___ Data records

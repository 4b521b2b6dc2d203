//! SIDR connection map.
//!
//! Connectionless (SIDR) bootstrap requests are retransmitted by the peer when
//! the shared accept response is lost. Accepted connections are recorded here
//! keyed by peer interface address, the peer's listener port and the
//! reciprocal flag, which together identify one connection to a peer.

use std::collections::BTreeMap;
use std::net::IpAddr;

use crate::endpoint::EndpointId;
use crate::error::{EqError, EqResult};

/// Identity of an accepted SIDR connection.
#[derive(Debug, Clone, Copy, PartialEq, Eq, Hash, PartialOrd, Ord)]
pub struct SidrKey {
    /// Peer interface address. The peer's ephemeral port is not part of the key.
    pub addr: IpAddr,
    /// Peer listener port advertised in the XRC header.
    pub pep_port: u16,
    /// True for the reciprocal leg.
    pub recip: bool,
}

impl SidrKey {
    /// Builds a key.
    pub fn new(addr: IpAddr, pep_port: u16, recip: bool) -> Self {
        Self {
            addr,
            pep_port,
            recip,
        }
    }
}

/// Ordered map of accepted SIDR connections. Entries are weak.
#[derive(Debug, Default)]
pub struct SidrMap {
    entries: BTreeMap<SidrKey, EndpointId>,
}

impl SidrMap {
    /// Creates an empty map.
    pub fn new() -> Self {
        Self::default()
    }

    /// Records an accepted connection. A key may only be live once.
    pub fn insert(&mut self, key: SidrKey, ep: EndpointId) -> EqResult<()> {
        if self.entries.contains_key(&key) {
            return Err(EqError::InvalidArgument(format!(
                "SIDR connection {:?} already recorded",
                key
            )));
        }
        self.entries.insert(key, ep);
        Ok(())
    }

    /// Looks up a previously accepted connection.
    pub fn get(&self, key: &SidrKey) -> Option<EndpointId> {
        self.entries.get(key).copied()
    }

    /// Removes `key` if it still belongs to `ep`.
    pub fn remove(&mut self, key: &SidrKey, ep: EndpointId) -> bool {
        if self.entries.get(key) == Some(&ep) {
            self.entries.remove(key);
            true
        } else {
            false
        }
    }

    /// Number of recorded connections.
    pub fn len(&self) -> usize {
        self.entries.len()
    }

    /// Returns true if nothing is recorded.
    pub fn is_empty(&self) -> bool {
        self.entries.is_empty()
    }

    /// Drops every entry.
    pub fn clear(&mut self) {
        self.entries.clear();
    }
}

______
___ Data records

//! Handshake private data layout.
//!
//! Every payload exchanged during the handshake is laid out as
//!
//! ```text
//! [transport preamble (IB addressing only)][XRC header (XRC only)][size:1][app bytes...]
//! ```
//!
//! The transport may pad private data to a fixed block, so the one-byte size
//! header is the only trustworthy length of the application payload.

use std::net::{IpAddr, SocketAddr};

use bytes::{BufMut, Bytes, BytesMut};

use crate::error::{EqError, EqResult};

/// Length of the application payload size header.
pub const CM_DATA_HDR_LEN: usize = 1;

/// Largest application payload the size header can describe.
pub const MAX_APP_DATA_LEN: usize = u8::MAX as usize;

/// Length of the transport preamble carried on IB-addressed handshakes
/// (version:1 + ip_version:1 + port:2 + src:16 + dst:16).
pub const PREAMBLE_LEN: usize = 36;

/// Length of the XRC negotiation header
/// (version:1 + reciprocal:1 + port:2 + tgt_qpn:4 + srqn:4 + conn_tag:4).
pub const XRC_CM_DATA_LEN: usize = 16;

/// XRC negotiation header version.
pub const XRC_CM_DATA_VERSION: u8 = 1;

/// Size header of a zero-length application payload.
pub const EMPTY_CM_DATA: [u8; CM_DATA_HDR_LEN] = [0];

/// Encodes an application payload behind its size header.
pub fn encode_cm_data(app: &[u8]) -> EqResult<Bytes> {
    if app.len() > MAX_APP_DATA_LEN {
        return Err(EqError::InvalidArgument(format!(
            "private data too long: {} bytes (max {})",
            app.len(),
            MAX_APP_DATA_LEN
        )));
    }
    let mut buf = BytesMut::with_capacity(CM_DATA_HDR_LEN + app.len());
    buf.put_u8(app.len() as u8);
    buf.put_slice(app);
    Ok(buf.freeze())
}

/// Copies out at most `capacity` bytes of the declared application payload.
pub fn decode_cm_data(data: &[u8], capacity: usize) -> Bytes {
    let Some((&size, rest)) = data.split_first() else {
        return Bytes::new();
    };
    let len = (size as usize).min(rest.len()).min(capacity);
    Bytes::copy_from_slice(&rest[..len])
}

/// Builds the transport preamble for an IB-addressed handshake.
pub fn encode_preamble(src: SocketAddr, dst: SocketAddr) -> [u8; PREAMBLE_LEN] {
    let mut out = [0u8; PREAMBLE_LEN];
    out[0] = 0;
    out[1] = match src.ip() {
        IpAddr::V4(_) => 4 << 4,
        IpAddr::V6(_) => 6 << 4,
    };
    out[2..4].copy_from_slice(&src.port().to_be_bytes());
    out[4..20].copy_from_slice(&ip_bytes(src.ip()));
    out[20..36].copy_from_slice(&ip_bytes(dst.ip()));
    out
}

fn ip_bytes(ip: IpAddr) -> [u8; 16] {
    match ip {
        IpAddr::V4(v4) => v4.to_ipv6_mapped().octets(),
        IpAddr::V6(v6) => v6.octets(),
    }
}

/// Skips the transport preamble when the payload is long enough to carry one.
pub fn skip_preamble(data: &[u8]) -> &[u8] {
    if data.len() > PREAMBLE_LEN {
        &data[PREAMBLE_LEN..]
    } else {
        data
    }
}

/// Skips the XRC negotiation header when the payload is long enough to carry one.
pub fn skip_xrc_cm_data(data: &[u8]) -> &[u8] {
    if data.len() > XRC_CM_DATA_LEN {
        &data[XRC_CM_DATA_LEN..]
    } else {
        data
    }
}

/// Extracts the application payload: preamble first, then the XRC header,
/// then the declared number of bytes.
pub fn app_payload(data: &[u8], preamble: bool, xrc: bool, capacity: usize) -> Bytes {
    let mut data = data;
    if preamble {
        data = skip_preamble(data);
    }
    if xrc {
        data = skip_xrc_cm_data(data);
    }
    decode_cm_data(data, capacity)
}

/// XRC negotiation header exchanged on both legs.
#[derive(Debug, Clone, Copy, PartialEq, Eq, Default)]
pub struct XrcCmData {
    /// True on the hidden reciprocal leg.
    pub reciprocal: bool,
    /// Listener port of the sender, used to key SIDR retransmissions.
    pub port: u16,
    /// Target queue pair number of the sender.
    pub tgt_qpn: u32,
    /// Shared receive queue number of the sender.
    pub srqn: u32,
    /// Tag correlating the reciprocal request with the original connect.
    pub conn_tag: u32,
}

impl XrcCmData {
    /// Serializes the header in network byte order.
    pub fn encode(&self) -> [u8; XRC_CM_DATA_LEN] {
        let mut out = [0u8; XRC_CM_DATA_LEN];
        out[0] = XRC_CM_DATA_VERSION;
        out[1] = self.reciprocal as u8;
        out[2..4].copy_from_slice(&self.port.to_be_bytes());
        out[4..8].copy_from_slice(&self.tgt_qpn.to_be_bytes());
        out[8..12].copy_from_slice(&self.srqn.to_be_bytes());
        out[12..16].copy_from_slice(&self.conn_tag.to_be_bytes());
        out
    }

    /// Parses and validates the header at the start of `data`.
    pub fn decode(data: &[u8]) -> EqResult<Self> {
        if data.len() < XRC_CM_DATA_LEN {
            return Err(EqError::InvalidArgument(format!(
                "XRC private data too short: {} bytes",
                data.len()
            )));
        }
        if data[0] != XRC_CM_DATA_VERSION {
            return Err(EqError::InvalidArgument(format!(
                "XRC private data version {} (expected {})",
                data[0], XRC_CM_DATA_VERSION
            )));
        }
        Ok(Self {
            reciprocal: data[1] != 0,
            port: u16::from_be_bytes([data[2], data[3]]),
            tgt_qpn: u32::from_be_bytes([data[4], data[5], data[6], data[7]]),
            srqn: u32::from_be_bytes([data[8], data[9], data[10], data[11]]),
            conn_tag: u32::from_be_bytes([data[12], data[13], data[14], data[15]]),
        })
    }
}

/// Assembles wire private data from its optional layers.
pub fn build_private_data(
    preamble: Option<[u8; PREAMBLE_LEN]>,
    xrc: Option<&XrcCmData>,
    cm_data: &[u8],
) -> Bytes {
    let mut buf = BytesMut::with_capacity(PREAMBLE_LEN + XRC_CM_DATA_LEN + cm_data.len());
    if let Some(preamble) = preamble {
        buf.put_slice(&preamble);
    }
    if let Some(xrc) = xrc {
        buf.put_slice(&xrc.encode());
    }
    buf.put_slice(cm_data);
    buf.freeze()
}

______
___ Data records

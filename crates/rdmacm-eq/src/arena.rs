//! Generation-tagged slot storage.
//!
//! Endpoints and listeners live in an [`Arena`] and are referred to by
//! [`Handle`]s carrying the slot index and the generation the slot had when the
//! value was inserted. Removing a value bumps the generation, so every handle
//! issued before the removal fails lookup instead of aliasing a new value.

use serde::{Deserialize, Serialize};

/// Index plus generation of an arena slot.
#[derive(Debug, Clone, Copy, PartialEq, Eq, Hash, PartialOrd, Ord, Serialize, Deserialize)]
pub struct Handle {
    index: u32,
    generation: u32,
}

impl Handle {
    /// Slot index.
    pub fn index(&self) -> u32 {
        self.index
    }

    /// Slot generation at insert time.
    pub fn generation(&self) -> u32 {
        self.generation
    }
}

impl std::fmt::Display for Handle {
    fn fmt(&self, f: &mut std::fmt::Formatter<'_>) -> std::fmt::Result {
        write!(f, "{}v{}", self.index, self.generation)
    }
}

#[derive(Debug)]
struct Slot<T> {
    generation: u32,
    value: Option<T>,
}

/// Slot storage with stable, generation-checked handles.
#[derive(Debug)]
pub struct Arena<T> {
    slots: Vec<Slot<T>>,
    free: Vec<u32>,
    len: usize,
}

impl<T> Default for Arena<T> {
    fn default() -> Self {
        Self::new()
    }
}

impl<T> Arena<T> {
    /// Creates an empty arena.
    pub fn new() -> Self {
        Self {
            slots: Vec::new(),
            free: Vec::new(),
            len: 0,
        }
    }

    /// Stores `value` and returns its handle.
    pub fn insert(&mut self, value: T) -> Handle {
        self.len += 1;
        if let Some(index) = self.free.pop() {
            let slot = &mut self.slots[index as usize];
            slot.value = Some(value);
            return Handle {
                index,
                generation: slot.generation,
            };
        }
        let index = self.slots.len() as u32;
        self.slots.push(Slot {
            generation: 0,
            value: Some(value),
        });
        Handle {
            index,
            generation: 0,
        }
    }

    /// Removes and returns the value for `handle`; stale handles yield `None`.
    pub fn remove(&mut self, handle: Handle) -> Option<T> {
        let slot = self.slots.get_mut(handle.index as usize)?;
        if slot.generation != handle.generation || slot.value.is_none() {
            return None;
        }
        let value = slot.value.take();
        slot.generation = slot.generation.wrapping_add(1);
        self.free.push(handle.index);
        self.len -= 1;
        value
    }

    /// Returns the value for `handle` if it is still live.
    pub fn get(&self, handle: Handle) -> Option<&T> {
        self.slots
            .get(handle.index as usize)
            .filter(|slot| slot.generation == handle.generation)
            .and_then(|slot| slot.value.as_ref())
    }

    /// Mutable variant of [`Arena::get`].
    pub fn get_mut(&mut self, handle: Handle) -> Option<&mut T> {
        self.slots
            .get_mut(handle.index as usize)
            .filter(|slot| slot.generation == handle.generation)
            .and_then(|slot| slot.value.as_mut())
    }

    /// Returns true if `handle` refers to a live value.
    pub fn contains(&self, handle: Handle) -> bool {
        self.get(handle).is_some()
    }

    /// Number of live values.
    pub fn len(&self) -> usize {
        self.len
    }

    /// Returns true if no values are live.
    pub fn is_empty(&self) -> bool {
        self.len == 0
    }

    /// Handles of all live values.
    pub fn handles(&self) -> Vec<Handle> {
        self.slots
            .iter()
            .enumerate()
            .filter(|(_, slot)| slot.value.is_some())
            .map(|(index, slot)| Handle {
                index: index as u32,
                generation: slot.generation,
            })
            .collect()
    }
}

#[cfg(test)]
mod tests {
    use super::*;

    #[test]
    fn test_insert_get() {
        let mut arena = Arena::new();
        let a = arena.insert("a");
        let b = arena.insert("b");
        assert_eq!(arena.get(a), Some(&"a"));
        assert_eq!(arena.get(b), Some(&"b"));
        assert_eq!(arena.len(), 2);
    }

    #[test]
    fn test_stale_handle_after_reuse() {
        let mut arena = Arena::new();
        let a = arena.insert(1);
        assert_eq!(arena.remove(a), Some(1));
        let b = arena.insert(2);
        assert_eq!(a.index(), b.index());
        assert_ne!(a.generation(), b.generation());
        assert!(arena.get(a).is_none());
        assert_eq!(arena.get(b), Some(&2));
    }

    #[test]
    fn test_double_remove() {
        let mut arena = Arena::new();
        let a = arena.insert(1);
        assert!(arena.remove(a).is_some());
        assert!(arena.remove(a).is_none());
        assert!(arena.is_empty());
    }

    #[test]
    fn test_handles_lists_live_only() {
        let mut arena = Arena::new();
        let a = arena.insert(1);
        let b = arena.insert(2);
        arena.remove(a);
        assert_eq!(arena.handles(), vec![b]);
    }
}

______

• **Activity**
Output the lines of the records above exactly as they appear, from the line containing "repository 4b521b2b6dc2d203" through the line containing "of recorded connections.".

• **Task output**
repository 4b521b2b6dc2d203
//! SIDR connection map.
//!
//! Connectionless (SIDR) bootstrap requests are retransmitted by the peer when
//! the shared accept response is lost. Accepted connections are recorded here
//! keyed by peer interface address, the peer's listener port and the
//! reciprocal flag, which together identify one connection to a peer.

use std::collections::BTreeMap;
use std::net::IpAddr;

use crate::endpoint::EndpointId;
use crate::error::{EqError, EqResult};

/// Identity of an accepted SIDR connection.
#[derive(Debug, Clone, Copy, PartialEq, Eq, Hash, PartialOrd, Ord)]
pub struct SidrKey {
    /// Peer interface address. The peer's ephemeral port is not part of the key.
    pub addr: IpAddr,
    /// Peer listener port advertised in the XRC header.
    pub pep_port: u16,
    /// True for the reciprocal leg.
    pub recip: bool,
}

impl SidrKey {
    /// Builds a key.
    pub fn new(addr: IpAddr, pep_port: u16, recip: bool) -> Self {
        Self {
            addr,
            pep_port,
            recip,
        }
    }
}

/// Ordered map of accepted SIDR connections. Entries are weak.
#[derive(Debug, Default)]
pub struct SidrMap {
    entries: BTreeMap<SidrKey, EndpointId>,
}

impl SidrMap {
    /// Creates an empty map.
    pub fn new() -> Self {
        Self::default()
    }

    /// Records an accepted connection. A key may only be live once.
    pub fn insert(&mut self, key: SidrKey, ep: EndpointId) -> EqResult<()> {
        if self.entries.contains_key(&key) {
            return Err(EqError::InvalidArgument(format!(
                "SIDR connection {:?} already recorded",
                key
            )));
        }
        self.entries.insert(key, ep);
        Ok(())
    }

    /// Looks up a previously accepted connection.
    pub fn get(&self, key: &SidrKey) -> Option<EndpointId> {
        self.entries.get(key).copied()
    }

    /// Removes `key` if it still belongs to `ep`.
    pub fn remove(&mut self, key: &SidrKey, ep: EndpointId) -> bool {
        if self.entries.get(key) == Some(&ep) {
            self.entries.remove(key);
            true
        } else {
            false
        }
    }

    /// Number of recorded connections.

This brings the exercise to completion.